Why use authentic imagery?

FIRST IMPRESSIONS COUNT

It’s been proven that using images can increase brand recognition in a positive and effective way, as images are more quickly understood than text only. A 2013 MIT study found that the brain can recognise images seen for as short a time as 13 milliseconds – so those genuine emotions which the viewer sees in the model will be where they look to for a gut reaction and snap-second view to identify what the brand stands for.

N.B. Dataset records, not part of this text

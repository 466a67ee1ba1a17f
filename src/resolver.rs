//! Async context resolvers — idempotent, read-only lookups
//! that run before a handler in live mode, and whose recorded outputs are
//! replayed verbatim in reevaluation mode so handlers stay deterministic.

use std::collections::BTreeMap;
use std::future::Future;
use std::pin::Pin;
use std::sync::Arc;

use serde::de::DeserializeOwned;
use serde::Serialize;
use serde_json::Value as Json;

use crate::error::ResolverError;
use crate::ids::{ClientID, PlayerID, SessionID};

pub type BoxFuture<'a, T> = Pin<Box<dyn Future<Output = T> + Send + 'a>>;

/// The context handed to a resolver: the acting identities, the decoded
/// action payload, and a read-only view of state at ingestion time.
pub struct ResolverContext<'a, S> {
    pub player: &'a PlayerID,
    pub client: &'a ClientID,
    pub session: &'a SessionID,
    pub action: &'a Json,
    pub state: &'a S,
}

/// A typed, idempotent, read-only pre-handler lookup. Implementations
/// declare their `Output` and `NAME` once; the executor associates them
/// with an action type at registration.
pub trait ContextResolver<S>: Send + Sync + 'static {
    type Output: Serialize + DeserializeOwned + Clone + Send + Sync + 'static;

    /// The resolver's registered type name, used as the recorded-output key
    /// and as the handler-facing accessor key (design note §9 replaces
    /// dynamic member lookup with a typed `get::<R>()` accessor keyed by
    /// this name rather than string-derived reflection).
    const NAME: &'static str;

    fn resolve<'a>(&'a self, ctx: ResolverContext<'a, S>) -> BoxFuture<'a, Result<Self::Output, ResolverError>>;
}

type ErasedResolver<S> = Arc<
    dyn for<'a> Fn(ResolverContext<'a, S>) -> BoxFuture<'a, Result<Json, ResolverError>> + Send + Sync,
>;

/// A resolver type-erased to a JSON-producing closure, stored in the
/// per-action-type registration.
#[derive(Clone)]
pub struct RegisteredResolver<S> {
    pub name: &'static str,
    func: ErasedResolver<S>,
}

impl<S: Send + Sync + 'static> RegisteredResolver<S> {
    pub fn new<R: ContextResolver<S>>(resolver: Arc<R>) -> Self {
        let func: ErasedResolver<S> = Arc::new(move |ctx| {
            let resolver = Arc::clone(&resolver);
            Box::pin(async move {
                let output = resolver.resolve(ctx).await?;
                serde_json::to_value(output).map_err(|e| ResolverError::Custom(e.to_string()))
            })
        });
        Self { name: R::NAME, func }
    }

    async fn run<'a>(&'a self, ctx: ResolverContext<'a, S>) -> Result<Json, ResolverError> {
        (self.func)(ctx).await
    }
}

/// Outputs collected for one action, keyed by resolver name.
#[derive(Debug, Clone, Default, serde::Serialize, serde::Deserialize)]
pub struct ResolverOutputs(pub BTreeMap<String, Json>);

impl ResolverOutputs {
    pub fn get<S, R: ContextResolver<S>>(&self) -> Option<R::Output> {
        self.0.get(R::NAME).and_then(|v| serde_json::from_value(v.clone()).ok())
    }

    pub fn is_empty(&self) -> bool {
        self.0.is_empty()
    }
}

/// Executes every resolver declared for an action type in parallel and
/// collects their outputs, or runs none at all and returns the recorded
/// outputs verbatim in reevaluation mode.
pub async fn resolve_all<S: Send + Sync + 'static>(
    resolvers: &[RegisteredResolver<S>],
    player: &PlayerID,
    client: &ClientID,
    session: &SessionID,
    action: &Json,
    state: &S,
) -> Result<ResolverOutputs, crate::error::ResolverExecutionError> {
    let futures = resolvers.iter().map(|resolver| {
        let ctx = ResolverContext { player, client, session, action, state };
        async move { (resolver.name, resolver.run(ctx).await) }
    });
    let results = futures::future::join_all(futures).await;

    let mut outputs = BTreeMap::new();
    for (name, result) in results {
        match result {
            Ok(value) => {
                outputs.insert(name.to_string(), value);
            }
            Err(err) => {
                return Err(crate::error::ResolverExecutionError::resolver_failed(name, err));
            }
        }
    }
    Ok(ResolverOutputs(outputs))
}

#[cfg(test)]
mod tests {
    use super::*;

    struct Dummy;
    impl StateLike for Dummy {}
    trait StateLike: Send + Sync + 'static {}

    struct InventoryResolver;
    impl ContextResolver<Dummy> for InventoryResolver {
        type Output = Vec<String>;
        const NAME: &'static str = "InventoryResolver";

        fn resolve<'a>(&'a self, _ctx: ResolverContext<'a, Dummy>) -> BoxFuture<'a, Result<Self::Output, ResolverError>> {
            Box::pin(async { Ok(vec!["sword".to_string()]) })
        }
    }

    #[tokio::test]
    async fn resolver_output_round_trips_through_typed_accessor() {
        let state = Dummy;
        let player = PlayerID::new("p1");
        let client = ClientID::new("c1");
        let session = SessionID::new("s1");
        let action = serde_json::json!({});

        let resolvers = vec![RegisteredResolver::new(Arc::new(InventoryResolver))];
        let outputs = resolve_all(&resolvers, &player, &client, &session, &action, &state)
            .await
            .unwrap();

        let items: Vec<String> = outputs.get::<Dummy, InventoryResolver>().unwrap();
        assert_eq!(items, vec!["sword".to_string()]);
    }

    #[tokio::test]
    async fn resolver_failure_is_reported_with_name() {
        struct FailingResolver;
        impl ContextResolver<Dummy> for FailingResolver {
            type Output = ();
            const NAME: &'static str = "FailingResolver";

            fn resolve<'a>(&'a self, _ctx: ResolverContext<'a, Dummy>) -> BoxFuture<'a, Result<Self::Output, ResolverError>> {
                Box::pin(async { Err(ResolverError::DataLoadFailed("timeout".into())) })
            }
        }

        let state = Dummy;
        let player = PlayerID::new("p1");
        let client = ClientID::new("c1");
        let session = SessionID::new("s1");
        let action = serde_json::json!({});
        let resolvers = vec![RegisteredResolver::new(Arc::new(FailingResolver))];

        let err = resolve_all(&resolvers, &player, &client, &session, &action, &state)
            .await
            .unwrap_err();
        assert_eq!(err.resolver_name, "FailingResolver");
    }
}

Why using authentic lifestyle imagery should be part of your brand’s A-game and how to recognise it

MEMORABLE CAMPAIGNS = MEANINGFUL CONNECTIONS

The wish to shy away from inauthentic imagery has grown with the understanding that content with a more genuine take on life is more likely to resonate with consumers, making for stronger emotional connections and a boost in loyalty to your brand. Dove’s campaign for ‘Real beauty’ in 2004 (and still used today) was one of the first to buck the trend of traditional beauty standards in using real women, not models, to advertise their products. Mastercard’s ‘Priceless’ adverts can also be added to these types of campaigns, which show that time and time again, relatable content that draws emotional responses makes the associated brand more memorable. This bottom-up strategy of understanding what motivates your audience first – and then aligning the content you use to this knowledge – makes a very powerful step towards effective campaigns that connect with your audience.

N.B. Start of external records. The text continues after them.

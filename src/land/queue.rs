//! FIFO queue entries for actions and client events.

use serde_json::Value as Json;
use tokio::sync::oneshot;

use crate::ids::{ClientID, PlayerID, SessionID};
use crate::land::keeper::ActionError;
use crate::resolver::ResolverOutputs;

/// An action waiting for the next tick boundary. Resolver outputs were
/// already collected before enqueue.
pub struct QueuedAction {
    pub seq: u64,
    pub type_identifier: String,
    pub payload: Json,
    pub resolver_outputs: ResolverOutputs,
    pub player: PlayerID,
    pub client: ClientID,
    pub session: SessionID,
    pub response_tx: Option<oneshot::Sender<Result<Json, ActionError>>>,
}

pub struct QueuedClientEvent {
    pub type_identifier: String,
    pub payload: Json,
    pub player: Option<PlayerID>,
    pub client: Option<ClientID>,
    pub session: Option<SessionID>,
}
//! FNV-1a-32 hashing and canonical JSON encoding.
//!
//! Every structural path and every recorded state hash in this crate goes
//! through this single hasher so replay comparisons and path routing stay
//! byte-for-byte reproducible across platforms.

use std::collections::BTreeMap;

use crate::snapshot::SnapshotValue;

const FNV_OFFSET_BASIS: u32 = 0x811c_9dc5;
const FNV_PRIME: u32 = 0x0100_0193;

pub fn fnv1a32(bytes: &[u8]) -> u32 {
    let mut hash = FNV_OFFSET_BASIS;
    for &byte in bytes {
        hash ^= byte as u32;
        hash = hash.wrapping_mul(FNV_PRIME);
    }
    hash
}

/// Canonical JSON text for a `SnapshotValue`: object keys sorted, numbers
/// rendered through a fixed representation. `BTreeMap` already keeps keys
/// sorted, so this is a straightforward recursive writer rather than a
/// generic canonicalizer.
pub fn canonical_json(value: &SnapshotValue) -> String {
    let mut out = String::new();
    write_canonical(value, &mut out);
    out
}

fn write_canonical(value: &SnapshotValue, out: &mut String) {
    match value {
        SnapshotValue::Null => out.push_str("null"),
        SnapshotValue::Bool(b) => out.push_str(if *b { "true" } else { "false" }),
        SnapshotValue::Int(i) => out.push_str(&i.to_string()),
        SnapshotValue::Double(d) => out.push_str(&format_double(*d)),
        SnapshotValue::String(s) => {
            out.push_str(&serde_json::to_string(s).expect("string always serializes"));
        }
        SnapshotValue::Array(items) => {
            out.push('[');
            for (i, item) in items.iter().enumerate() {
                if i > 0 {
                    out.push(',');
                }
                write_canonical(item, out);
            }
            out.push(']');
        }
        SnapshotValue::Object(fields) => {
            out.push('{');
            for (i, (key, value)) in fields.iter().enumerate() {
                if i > 0 {
                    out.push(',');
                }
                out.push_str(&serde_json::to_string(key).expect("string always serializes"));
                out.push(':');
                write_canonical(value, out);
            }
            out.push('}');
        }
    }
}

/// Fixed floating-point rendering so the same value never produces two
/// different canonical strings across platforms. State that
/// wants byte-stable hashes should prefer fixed-point representations and
/// route them through `SnapshotValue::Int`; this formatter only guards the
/// `Double` leaf against disagreement between `f64::to_string` variants.
fn format_double(d: f64) -> String {
    if d == d.trunc() && d.is_finite() && d.abs() < 1e15 {
        format!("{:.1}", d)
    } else {
        format!("{:e}", d)
    }
}

/// FNV-1a-32 of the canonical JSON of a field-name-sorted broadcast snapshot.
pub fn state_hash(broadcast_snapshot: &BTreeMap<String, SnapshotValue>) -> u32 {
    let value = SnapshotValue::Object(broadcast_snapshot.clone());
    fnv1a32(canonical_json(&value).as_bytes())
}

#[cfg(test)]
mod tests {
    use super::*;

    #[test]
    fn hash_is_deterministic_across_key_order() {
        let mut a = BTreeMap::new();
        a.insert("count".to_string(), SnapshotValue::Int(5));
        a.insert("name".to_string(), SnapshotValue::String("x".into()));

        let mut b = BTreeMap::new();
        b.insert("name".to_string(), SnapshotValue::String("x".into()));
        b.insert("count".to_string(), SnapshotValue::Int(5));

        assert_eq!(state_hash(&a), state_hash(&b));
    }

    #[test]
    fn known_fnv1a32_vector() {
        assert_eq!(fnv1a32(b""), 0x811c_9dc5);
        assert_eq!(fnv1a32(b"a"), 0xe40c_292c);
    }
}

SOPHIE BASILEVITCH CURATION MANAGER, ALAMY

How can you find images that feel authentic from stock photography platforms like Alamy? If you’ve ever had to source images for a campaign, then somewhere along that journey either someone’s told you to avoid images that look ‘too stocky’, or you’ve discovered yourself that there’s a wide range between what feels real and what looks fabricated. Lifestyle images have sometimes been viewed as being too contrived, with ‘fake’ models and bland studio-scenes that don’t really reflect our own day-to-day experiences. But over the past 20 years, there’s been a significant shift in the desire for a different sort of lifestyle content, with clients wanting images that ‘feel real’, with believable moments and models in natural poses. At Alamy, we’ve seen the rise of this content being submitted from agencies that looks authentic, feels genuine, and is more relatable to our everyday lives.

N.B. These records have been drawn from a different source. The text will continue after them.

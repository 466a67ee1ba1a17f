//! Recording and replay of a land's authoritative history.

pub mod engine;
pub mod recorder;

pub use engine::{NoopProjector, Projector, ReevaluationEngine, RunOptions, RunResult, RunStatus, StepResult};
pub use recorder::{
    LifecycleEvent, RecordedAction, RecordedClientEvent, RecordedServerEvent, ReevaluationRecord,
    ReevaluationRecordMetadata, ReevaluationRecorder, TickFrame, RECORD_FORMAT_VERSION,
};
//! `LandContext` — the per-handler-invocation context.

use std::any::{Any, TypeId};
use std::collections::HashMap;
use std::future::Future;
use std::marker::PhantomData;
use std::pin::Pin;

use serde_json::Value as Json;

use crate::ids::{ClientID, EventTarget, PlayerID, SessionID};
use crate::resolver::ResolverOutputs;

/// Typed key → service lookup, held by the `LandKeeper` and exposed to every
/// handler invocation.
#[derive(Default)]
pub struct ServiceRegistry {
    services: HashMap<TypeId, Box<dyn Any + Send + Sync>>,
}

impl ServiceRegistry {
    pub fn insert<T: Any + Send + Sync>(&mut self, value: T) {
        self.services.insert(TypeId::of::<T>(), Box::new(value));
    }

    pub fn get<T: Any + Send + Sync>(&self) -> Option<&T> {
        self.services.get(&TypeId::of::<T>()).and_then(|v| v.downcast_ref())
    }
}

/// Whether a handler requested an immediate sync this tick, and with which
/// variant. `syncNow`/`syncBroadcastOnly` are idempotent within one tick —
/// only the last call wins.
#[derive(Debug, Clone, Copy, PartialEq, Eq)]
pub enum SyncRequest {
    Full,
    BroadcastOnly,
}

type SpawnedTask = Pin<Box<dyn Future<Output = ()> + Send>>;

/// Deferred side effects collected during one tick: emitted events, an
/// optional sync request, and detached tasks. Flushed by the keeper after
/// the tick's handlers have all run.
#[derive(Default)]
pub struct TickOutbox {
    pub(crate) events: Vec<(String, Json, EventTarget)>,
    pub(crate) sync_request: Option<SyncRequest>,
    pub(crate) spawned: Vec<SpawnedTask>,
}

/// Context passed to action handlers, client-event handlers, and the tick
/// handler. `state` itself is passed alongside as `&mut S`
/// rather than through this struct, so handlers cannot capture it across an
/// await point — handlers are synchronous by construction in this crate.
pub struct LandContext<'a, S> {
    pub land_id: &'a str,
    pub player: Option<&'a PlayerID>,
    pub client: Option<&'a ClientID>,
    pub session: Option<&'a SessionID>,
    pub services: &'a ServiceRegistry,
    pub metadata: &'a HashMap<String, Json>,
    resolver_outputs: &'a ResolverOutputs,
    outbox: &'a mut TickOutbox,
    _state: PhantomData<S>,
}

impl<'a, S> LandContext<'a, S> {
    #[allow(clippy::too_many_arguments)]
    pub(crate) fn new(
        land_id: &'a str,
        player: Option<&'a PlayerID>,
        client: Option<&'a ClientID>,
        session: Option<&'a SessionID>,
        services: &'a ServiceRegistry,
        metadata: &'a HashMap<String, Json>,
        resolver_outputs: &'a ResolverOutputs,
        outbox: &'a mut TickOutbox,
    ) -> Self {
        Self {
            land_id,
            player,
            client,
            session,
            services,
            metadata,
            resolver_outputs,
            outbox,
            _state: PhantomData,
        }
    }

    /// Recorded/replayed resolver outputs for the action currently being
    /// handled (empty outside action handlers).
    pub fn resolver_outputs(&self) -> &ResolverOutputs {
        self.resolver_outputs
    }

    pub fn emit_event(&mut self, type_identifier: impl Into<String>, payload: Json, target: EventTarget) {
        self.outbox.events.push((type_identifier.into(), payload, target));
    }

    /// Schedules a one-shot sync. Meaningful for tickless lands; on a
    /// ticked land the per-tick sync already fires automatically.
    pub fn sync_now(&mut self) {
        self.outbox.sync_request = Some(SyncRequest::Full);
    }

    pub fn sync_broadcast_only(&mut self) {
        self.outbox.sync_request = Some(SyncRequest::BroadcastOnly);
    }

    /// Submits a detached task. It runs outside the writer context and must
    /// not touch state directly.
    pub fn spawn(&mut self, future: impl Future<Output = ()> + Send + 'static) {
        self.outbox.spawned.push(Box::pin(future));
    }
}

In our sliding scale of ‘authentic’ photography, this differentiation has been made even more apparent with the development of AI-generated images. They’re outside of the authentic scale in that in being fictional they’re always qualified with ‘…an AI-generated image of…’. Photography shows real people in real settings, linking them to time and place. It offers us a vision of true expression through a type of shared storytelling – what it feels like to have been somewhere or to experienced something – and using authentic photos is fundamentally one of the strongest ways you can connect with your audience. With true diversity of content to be found in original lifestyle photography, here’s why using the authentic narrative in campaigns is more likely to resonate with audiences, and how to recognise authentic imagery…

BUILDING TRUST

With the ‘new normal’ of social media presenting multiple perspectives and insights, consumers have become more discerning in reading between the lines when brands present their campaigns. Brand values shared to wider audiences have to match their practices, lest they get accused of making claims they don’t adhere to, such as ‘greenwashing’. Accepting that any photos used commercially with people will be model released and ‘set up’ by necessity, choosing imagery that is easily imagined to be real is paramount to building a foundation of trust with the consumer. Authentically styled photographs add to the ‘honesty’ of a brand too; there is a moral argument to use images where the model has been paid fairly, and images have been sourced ethically.